[Dataset excerpts]
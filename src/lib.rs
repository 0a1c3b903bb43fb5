//! # Pricing Calculator
//!
//! Pricing and profitability model for a small service business, plus the
//! history reports built from saved daily summaries.
//!
//! ## Core Concepts
//!
//! - **Total costs**: the sum of the fixed-expense and contingency-cost lines
//! - **Ideal monthly billing**: revenue that covers costs, the financial reserve and the desired margin
//! - **Suggested rates**: ideal billing split over 20 working days of 8 hours
//! - **Daily record**: a saved calculator snapshot with cached receipts/expenses/profit totals
//! - **Reports**: records grouped by ISO week or calendar month, newest first
//!
//! ## Example
//!
//! ```rust
//! use pricing_calculator::*;
//!
//! let pricing = PricingEngine::breakdown(1000.0, 20.0, 10.0);
//! assert!((pricing.ideal_monthly_billing - 1300.0).abs() < 1e-9);
//! assert!((pricing.suggested_price_per_hour - 8.125).abs() < 1e-9);
//!
//! let mut state = CalculatorState::default();
//! state
//!     .apply(Command::SetItemValue {
//!         list: ExpenseList::Fixed,
//!         id: "fe1".to_string(),
//!         value: 1000.0,
//!     })
//!     .unwrap();
//! state.apply(Command::SetClientReceipts(1500.0)).unwrap();
//! assert!((state.report().realized.monthly_profit - 370.0).abs() < 1e-9);
//! ```

pub mod aggregation;
pub mod charts;
pub mod config;
pub mod error;
pub mod history;
pub mod pricing;
pub mod schema;
pub mod state;
pub mod store;
pub mod utils;

#[cfg(feature = "gemini")]
pub mod llm;

pub use aggregation::{aggregate_by, monthly_summaries, weekly_summaries, PeriodBucket, PeriodKey};
pub use charts::{
    aggregate_expenses, expense_composition, monthly_series, top_expenses, HistoryTotals,
    MonthlyPoint,
};
pub use config::{CalculatorConfig, LabelLocale, StoreSettings};
pub use error::{CalculatorError, Result};
pub use history::{build_record, HistoryService, SaveOutcome};
pub use pricing::*;
pub use schema::*;
pub use state::{CalculatorMode, CalculatorState, Command, OpenMode};
pub use store::{InMemoryStore, RecordStore};
pub use utils::*;

use log::debug;
use serde::Serialize;

/// Everything the history screens show, derived from one listing of the
/// store.
#[derive(Debug, Clone, PartialEq, Serialize)]
pub struct HistoryReport {
    pub records: Vec<DailyRecord>,
    pub weekly: Vec<WeeklySummary>,
    pub monthly: Vec<MonthlySummary>,
    pub totals: HistoryTotals,
}

pub struct HistoryProcessor;

impl HistoryProcessor {
    /// Builds weekly and monthly summaries plus overall totals. `records`
    /// are expected newest first, as the store lists them.
    pub fn process(records: Vec<DailyRecord>, locale: LabelLocale) -> HistoryReport {
        debug!("Building history report for {} records", records.len());

        let weekly = weekly_summaries(&records, locale);
        let monthly = monthly_summaries(&records, locale);
        let totals = HistoryTotals::from_records(&records);

        HistoryReport {
            records,
            weekly,
            monthly,
            totals,
        }
    }

    /// Same as [`process`](Self::process), restricted to a "YYYY-MM" or
    /// "YYYY-MM:YYYY-MM" period.
    pub fn process_period(
        records: &[DailyRecord],
        period: &str,
        locale: LabelLocale,
    ) -> Result<HistoryReport> {
        let selected = records_in_period(records, period)?;
        Ok(Self::process(selected, locale))
    }
}

pub fn process_history(records: Vec<DailyRecord>, locale: LabelLocale) -> HistoryReport {
    HistoryProcessor::process(records, locale)
}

• [Task item] Retype the entries one by one, exactly.

• [Response to the task]
filename src/lib.rs
repository 0a1c3b903bb43fb5
//! # Pricing Calculator
//!
//! Pricing and profitability model for a small service business, plus the
//! history reports built from saved daily summaries.
//!
//! ## Core Concepts
//!
//! - **Total costs**: the sum of the fixed-expense and contingency-cost lines
//! - **Ideal monthly billing**: revenue that covers costs, the financial reserve and the desired margin
//! - **Suggested rates**: ideal billing split over 20 working days of 8 hours
//! - **Daily record**: a saved calculator snapshot with cached receipts/expenses/profit totals
//! - **Reports**: records grouped by ISO week or calendar month, newest first
//!
//! ## Example
//!
//! ```rust
//! use pricing_calculator::*;
//!
//! let pricing = PricingEngine::breakdown(1000.0, 20.0, 10.0);
//! assert!((pricing.ideal_monthly_billing - 1300.0).abs() < 1e-9);
//! assert!((pricing.suggested_price_per_hour - 8.125).abs() < 1e-9);
//!
//! let mut state = CalculatorState::default();
//! state
//!     .apply(Command::SetItemValue {
//!         list: ExpenseList::Fixed,
//!         id: "fe1".to_string(),
//!         value: 1000.0,
//!     })
//!     .unwrap();
//! state.apply(Command::SetClientReceipts(1500.0)).unwrap();
//! assert!((state.report().realized.monthly_profit - 370.0).abs() < 1e-9);
//! ```

pub mod aggregation;
pub mod charts;
pub mod config;
pub mod error;
pub mod history;
pub mod pricing;
pub mod schema;
pub mod state;
pub mod store;
pub mod utils;

#[cfg(feature = "gemini")]
pub mod llm;

pub use aggregation::{aggregate_by, monthly_summaries, weekly_summaries, PeriodBucket, PeriodKey};
pub use charts::{
    aggregate_expenses, expense_composition, monthly_series, top_expenses, HistoryTotals,
    MonthlyPoint,
};
pub use config::{CalculatorConfig, LabelLocale, StoreSettings};
pub use error::{CalculatorError, Result};
pub use history::{build_record, HistoryService, SaveOutcome};
pub use pricing::*;
pub use schema::*;
pub use state::{CalculatorMode, CalculatorState, Command, OpenMode};
pub use store::{InMemoryStore, RecordStore};
pub use utils::*;

use log::debug;
use serde::Serialize;

/// Everything the history screens show, derived from one listing of the
/// store.
#[derive(Debug, Clone, PartialEq, Serialize)]
pub struct HistoryReport {
    pub records: Vec<DailyRecord>,
    pub weekly: Vec<WeeklySummary>,
    pub monthly: Vec<MonthlySummary>,
    pub totals: HistoryTotals,
}

pub struct HistoryProcessor;

impl HistoryProcessor {
    /// Builds weekly and monthly summaries plus overall totals. `records`
    /// are expected newest first, as the store lists them.
    pub fn process(records: Vec<DailyRecord>, locale: LabelLocale) -> HistoryReport {
        debug!("Building history report for {} records", records.len());

        let weekly = weekly_summaries(&records, locale);
        let monthly = monthly_summaries(&records, locale);
        let totals = HistoryTotals::from_records(&records);

        HistoryReport {
            records,
            weekly,
            monthly,
            totals,
        }
    }

    /// Same as [`process`](Self::process), restricted to a "YYYY-MM" or
    /// "YYYY-MM:YYYY-MM" period.
    pub fn process_period(
        records: &[DailyRecord],
        period: &str,
        locale: LabelLocale,
    ) -> Result<HistoryReport> {
        let selected = records_in_period(records, period)?;
        Ok(Self::process(selected, locale))
    }
}

pub fn process_history(records: Vec<DailyRecord>, locale: LabelLocale) -> HistoryReport {
    HistoryProcessor::process(records, locale)
}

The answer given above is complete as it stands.